Fig. 5: TACSTD2 increase and ICAM1 decrease of endogenous expression levels in DAPK1 ko clones.

a qRT-PCR analysis of TACSTD2 (*P = 0.0204) and ICAM1 (***P < 0.001) gene expression in DAPK1 ko clones compared to wildtype HCT116 cells. B2M was used as reference gene. Three independent experiments per cell line are shown with one dot representing the mean of three technical replicates. Error bars represent mean ± SD. Unpaired t-tests were performed to compare qRT-PCR data. b Western Blot analysis of endogenous TACSTD2 and ICAM1 protein levels in HCT116 cells and DAPK1 ko clones. GAPDH served as loading control. Representative blots of two independent experiments are shown. c qRT-PCR of TACSTD2 (**P = 0.0082) and ICAM1 (***P < 0.001) gene expression in 5-day-old CAM micro-tumors. B2M was used as reference gene.
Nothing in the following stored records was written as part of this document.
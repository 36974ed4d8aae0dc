use sea_orm::DbErr;
use thiserror::Error;

/// Failures that end a scrape run.
///
/// Row-level parse problems never show up here: a bad row is dropped and the
/// run carries on.
#[derive(Error, Debug)]
pub enum ScrapeError {
    #[error("transport failure after {attempts} attempt(s): {reason}")]
    Transport { attempts: u32, reason: String },

    #[error("interrupted while waiting to retry")]
    Interrupted,

    #[error("page structure not found: {0}")]
    StructureNotFound(&'static str),

    #[error("persistence error: {0}")]
    Persistence(#[from] DbErr),
}

#[derive(Error, Debug)]
pub enum ConfigError {
    #[error("{0} must be set")]
    Missing(&'static str),

    #[error("invalid value for {key}: {value:?}")]
    Invalid { key: &'static str, value: String },
}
Three independent experiments per cell line are shown with one dot representing the mean of three technical replicates. Error bars represent mean ± SD. Unpaired t-tests were performed to compare qRT-PCR data. d Western Blot analysis of TACSTD2 and ICAM1 expression in CAM tumor tissue (HCT116: 3 eggs, clone 7/6: 3 eggs, clone 10/8: 3 eggs). GAPDH served as loading control. e Representative images of ICAM1 and TACSTD2 immunohistochemistry of CAM micro-tumors (formalin-fixed and embedded in paraffin). Representative images are shown. Scale bar = 50 µm. ICAM1 immunoscores were obtained by multiplying staining intensity with percentage positivity divided by 10 (HCT116: n = 8; clone 7/6: 7, clone 10/8: 6, clone 21/9: 4). TACSTD2 immunoscores were obtained by multiplying staining intensity with percentage positivity (HCT116: n = 14; clone 7/6: n = 9; clone 10/8: n = 7; clone 21/9: n = 9). A Mann–Whitney test was performed to calculate significance between two groups (**P = 0.0037, ***P < 0.0001).